[Saved entries]
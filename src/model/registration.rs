use std::path::PathBuf;

use serde::Serialize;
use strum_macros::EnumString;

/// Maximum number of participants in one team.
pub const MAX_PARTICIPANTS: usize = 4;

/// A team's registration as typed into the modal.
#[derive(Debug, Clone, PartialEq, Eq)]
pub struct RegistrationDraft {
    pub team_name: String,
    participants: Vec<String>,
    pub contact_email: String,
    pub contact_phone: String,
    pub transaction_id: String,
    pub screenshot: Option<Screenshot>,
}

impl RegistrationDraft {
    /// An empty draft with a single blank participant slot.
    pub fn new() -> Self {
        Self {
            team_name: String::new(),
            participants: vec![String::new()],
            contact_email: String::new(),
            contact_phone: String::new(),
            transaction_id: String::new(),
            screenshot: None,
        }
    }

    /// Participant names in slot order. Never empty, never more than
    /// [`MAX_PARTICIPANTS`].
    pub fn participants(&self) -> &[String] {
        &self.participants
    }

    /// Whether another participant slot can be added.
    pub fn can_add_participant(&self) -> bool {
        self.participants.len() < MAX_PARTICIPANTS
    }

    /// Whether a slot can be removed without emptying the team.
    pub fn can_remove_participant(&self) -> bool {
        self.participants.len() > 1
    }

    pub(crate) fn push_participant(&mut self) -> bool {
        if !self.can_add_participant() {
            return false;
        }
        self.participants.push(String::new());
        true
    }

    pub(crate) fn remove_participant(&mut self, index: usize) -> bool {
        if !self.can_remove_participant() || index >= self.participants.len() {
            return false;
        }
        self.participants.remove(index);
        true
    }

    pub(crate) fn set_participant(&mut self, index: usize, name: String) -> bool {
        match self.participants.get_mut(index) {
            Some(slot) => {
                *slot = name;
                true
            }
            None => false,
        }
    }

    pub(crate) fn set(&mut self, field: DraftField, value: String) {
        let slot = match field {
            DraftField::TeamName => &mut self.team_name,
            DraftField::ContactEmail => &mut self.contact_email,
            DraftField::ContactPhone => &mut self.contact_phone,
            DraftField::TransactionId => &mut self.transaction_id,
        };
        *slot = value;
    }
}

impl Default for RegistrationDraft {
    fn default() -> Self {
        Self::new()
    }
}

/// Scalar form fields, named as the form inputs name them.
#[derive(Debug, Clone, Copy, PartialEq, Eq, EnumString, strum_macros::Display)]
#[strum(serialize_all = "camelCase")]
pub enum DraftField {
    TeamName,
    ContactEmail,
    ContactPhone,
    TransactionId,
}

/// The payment screenshot attached to a draft.
#[derive(Debug, Clone, PartialEq, Eq)]
pub struct Screenshot {
    pub name: String,
    /// MIME type reported by the picker, if any. Falls back to a guess from
    /// the file extension when encoding.
    pub content_type: Option<String>,
    pub source: ScreenshotSource,
}

/// Where the screenshot bytes come from.
#[derive(Debug, Clone, PartialEq, Eq)]
pub enum ScreenshotSource {
    Bytes(Vec<u8>),
    /// Read in full when the registration is submitted.
    Path(PathBuf),
}

impl Screenshot {
    /// A screenshot already held in memory, named as the picker named it.
    pub fn from_bytes(name: impl Into<String>, bytes: Vec<u8>) -> Self {
        Self {
            name: name.into(),
            content_type: None,
            source: ScreenshotSource::Bytes(bytes),
        }
    }

    /// Reference a file on disk; the file name becomes the screenshot name.
    pub fn from_path(path: impl Into<PathBuf>) -> Self {
        let path = path.into();
        let name = path
            .file_name()
            .map(|n| n.to_string_lossy().into_owned())
            .unwrap_or_default();
        Self {
            name,
            content_type: None,
            source: ScreenshotSource::Path(path),
        }
    }

    /// Use `content_type` instead of guessing from the file extension.
    pub fn with_content_type(mut self, content_type: impl Into<String>) -> Self {
        self.content_type = Some(content_type.into());
        self
    }
}

/// JSON body posted to the registration endpoint.
#[derive(Debug, Clone, PartialEq, Eq, Serialize)]
#[serde(rename_all = "camelCase")]
pub struct RegistrationPayload {
    pub event: String,
    pub team_name: String,
    pub participants: Vec<String>,
    pub contact_email: String,
    pub contact_phone: String,
    pub transaction_id: String,
    /// `data:<mime>;base64,<data>`
    pub screenshot: String,
    pub screenshot_name: String,
}

#[cfg(test)]
mod tests {
    use std::str::FromStr;

    use super::*;

    #[test]
    fn test_new_draft_has_one_blank_slot() {
        let draft = RegistrationDraft::new();
        assert_eq!(draft.participants(), [String::new()]);
        assert!(draft.screenshot.is_none());
    }

    #[test]
    fn test_participant_bounds() {
        let mut draft = RegistrationDraft::new();
        assert!(!draft.remove_participant(0));
        for _ in 0..10 {
            draft.push_participant();
        }
        assert_eq!(draft.participants().len(), MAX_PARTICIPANTS);
        assert!(!draft.remove_participant(7));
        assert!(draft.remove_participant(3));
        assert_eq!(draft.participants().len(), 3);
    }

    #[test]
    fn test_field_names_parse() {
        assert_eq!(DraftField::from_str("teamName").unwrap(), DraftField::TeamName);
        assert_eq!(
            DraftField::from_str("transactionId").unwrap(),
            DraftField::TransactionId
        );
        assert!(DraftField::from_str("participants").is_err());
        assert_eq!(DraftField::ContactPhone.to_string(), "contactPhone");
    }

    #[test]
    fn test_payload_serializes_camel_case() {
        let payload = RegistrationPayload {
            event: "Hackathon".into(),
            team_name: "Alpha".into(),
            participants: vec!["A. Singh".into()],
            contact_email: "alpha@example.com".into(),
            contact_phone: "+91 9000000000".into(),
            transaction_id: "UTR123".into(),
            screenshot: "data:image/png;base64,AAAA".into(),
            screenshot_name: "pay.png".into(),
        };
        let json = serde_json::to_value(&payload).unwrap();
        assert_eq!(json["teamName"], "Alpha");
        assert_eq!(json["participants"][0], "A. Singh");
        assert_eq!(json["screenshotName"], "pay.png");
        assert_eq!(json["transactionId"], "UTR123");
    }

    #[test]
    fn test_screenshot_from_path_takes_file_name() {
        let shot = Screenshot::from_path("/tmp/uploads/pay.png");
        assert_eq!(shot.name, "pay.png");
        assert!(matches!(shot.source, ScreenshotSource::Path(_)));
    }
}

# TASK ITEM
Please write out the entries exactly, keeping every line intact.

# REPLY
filename src/model/registration.rs
use std::path::PathBuf;

use serde::Serialize;
use strum_macros::EnumString;

/// Maximum number of participants in one team.
pub const MAX_PARTICIPANTS: usize = 4;

/// A team's registration as typed into the modal.
#[derive(Debug, Clone, PartialEq, Eq)]
pub struct RegistrationDraft {
    pub team_name: String,
    participants: Vec<String>,
    pub contact_email: String,
    pub contact_phone: String,
    pub transaction_id: String,
    pub screenshot: Option<Screenshot>,
}

impl RegistrationDraft {
    /// An empty draft with a single blank participant slot.
    pub fn new() -> Self {
        Self {
            team_name: String::new(),
            participants: vec![String::new()],
            contact_email: String::new(),
            contact_phone: String::new(),
            transaction_id: String::new(),
            screenshot: None,
        }
    }

    /// Participant names in slot order. Never empty, never more than
    /// [`MAX_PARTICIPANTS`].
    pub fn participants(&self) -> &[String] {
        &self.participants
    }

    /// Whether another participant slot can be added.
    pub fn can_add_participant(&self) -> bool {
        self.participants.len() < MAX_PARTICIPANTS
    }

    /// Whether a slot can be removed without emptying the team.
    pub fn can_remove_participant(&self) -> bool {
        self.participants.len() > 1
    }

    pub(crate) fn push_participant(&mut self) -> bool {
        if !self.can_add_participant() {
            return false;
        }
        self.participants.push(String::new());
        true
    }

    pub(crate) fn remove_participant(&mut self, index: usize) -> bool {
        if !self.can_remove_participant() || index >= self.participants.len() {
            return false;
        }
        self.participants.remove(index);
        true
    }

    pub(crate) fn set_participant(&mut self, index: usize, name: String) -> bool {
        match self.participants.get_mut(index) {
            Some(slot) => {
                *slot = name;
                true
            }
            None => false,
        }
    }

    pub(crate) fn set(&mut self, field: DraftField, value: String) {
        let slot = match field {
            DraftField::TeamName => &mut self.team_name,
            DraftField::ContactEmail => &mut self.contact_email,
            DraftField::ContactPhone => &mut self.contact_phone,
            DraftField::TransactionId => &mut self.transaction_id,
        };
        *slot = value;
    }
}

impl Default for RegistrationDraft {
    fn default() -> Self {
        Self::new()
    }
}

/// Scalar form fields, named as the form inputs name them.
#[derive(Debug, Clone, Copy, PartialEq, Eq, EnumString, strum_macros::Display)]
#[strum(serialize_all = "camelCase")]
pub enum DraftField {
    TeamName,
    ContactEmail,
    ContactPhone,
    TransactionId,
}

/// The payment screenshot attached to a draft.
#[derive(Debug, Clone, PartialEq, Eq)]
pub struct Screenshot {
    pub name: String,
    /// MIME type reported by the picker, if any. Falls back to a guess from
    /// the file extension when encoding.
    pub content_type: Option<String>,
    pub source: ScreenshotSource,
}

/// Where the screenshot bytes come from.
#[derive(Debug, Clone, PartialEq, Eq)]
pub enum ScreenshotSource {
    Bytes(Vec<u8>),
    /// Read in full when the registration is submitted.
    Path(PathBuf),
}

impl Screenshot {
    /// A screenshot already held in memory, named as the picker named it.
    pub fn from_bytes(name: impl Into<String>, bytes: Vec<u8>) -> Self {
        Self {
            name: name.into(),
            content_type: None,
            source: ScreenshotSource::Bytes(bytes),
        }
    }

    /// Reference a file on disk; the file name becomes the screenshot name.
    pub fn from_path(path: impl Into<PathBuf>) -> Self {
        let path = path.into();
        let name = path
            .file_name()
            .map(|n| n.to_string_lossy().into_owned())
            .unwrap_or_default();
        Self {
            name,
            content_type: None,
            source: ScreenshotSource::Path(path),
        }
    }

    /// Use `content_type` instead of guessing from the file extension.
    pub fn with_content_type(mut self, content_type: impl Into<String>) -> Self {
        self.content_type = Some(content_type.into());
        self
    }
}

/// JSON body posted to the registration endpoint.
#[derive(Debug, Clone, PartialEq, Eq, Serialize)]
#[serde(rename_all = "camelCase")]
pub struct RegistrationPayload {
    pub event: String,
    pub team_name: String,
    pub participants: Vec<String>,
    pub contact_email: String,
    pub contact_phone: String,
    pub transaction_id: String,
    /// `data:<mime>;base64,<data>`
    pub screenshot: String,
    pub screenshot_name: String,
}

#[cfg(test)]
mod tests {
    use std::str::FromStr;

    use super::*;

    #[test]
    fn test_new_draft_has_one_blank_slot() {
        let draft = RegistrationDraft::new();
        assert_eq!(draft.participants(), [String::new()]);
        assert!(draft.screenshot.is_none());
    }

    #[test]
    fn test_participant_bounds() {
        let mut draft = RegistrationDraft::new();
        assert!(!draft.remove_participant(0));
        for _ in 0..10 {
            draft.push_participant();
        }
        assert_eq!(draft.participants().len(), MAX_PARTICIPANTS);
        assert!(!draft.remove_participant(7));
        assert!(draft.remove_participant(3));
        assert_eq!(draft.participants().len(), 3);
    }

    #[test]
    fn test_field_names_parse() {
        assert_eq!(DraftField::from_str("teamName").unwrap(), DraftField::TeamName);
        assert_eq!(
            DraftField::from_str("transactionId").unwrap(),
            DraftField::TransactionId
        );
        assert!(DraftField::from_str("participants").is_err());
        assert_eq!(DraftField::ContactPhone.to_string(), "contactPhone");
    }

    #[test]
    fn test_payload_serializes_camel_case() {
        let payload = RegistrationPayload {
            event: "Hackathon".into(),
            team_name: "Alpha".into(),
            participants: vec!["A. Singh".into()],
            contact_email: "alpha@example.com".into(),
            contact_phone: "+91 9000000000".into(),
            transaction_id: "UTR123".into(),
            screenshot: "data:image/png;base64,AAAA".into(),
            screenshot_name: "pay.png".into(),
        };
        let json = serde_json::to_value(&payload).unwrap();
        assert_eq!(json["teamName"], "Alpha");
        assert_eq!(json["participants"][0], "A. Singh");
        assert_eq!(json["screenshotName"], "pay.png");
        assert_eq!(json["transactionId"], "UTR123");
    }

    #[test]
    fn test_screenshot_from_path_takes_file_name() {
        let shot = Screenshot::from_path("/tmp/uploads/pay.png");
        assert_eq!(shot.name, "pay.png");
        assert!(matches!(shot.source, ScreenshotSource::Path(_)));
    }
}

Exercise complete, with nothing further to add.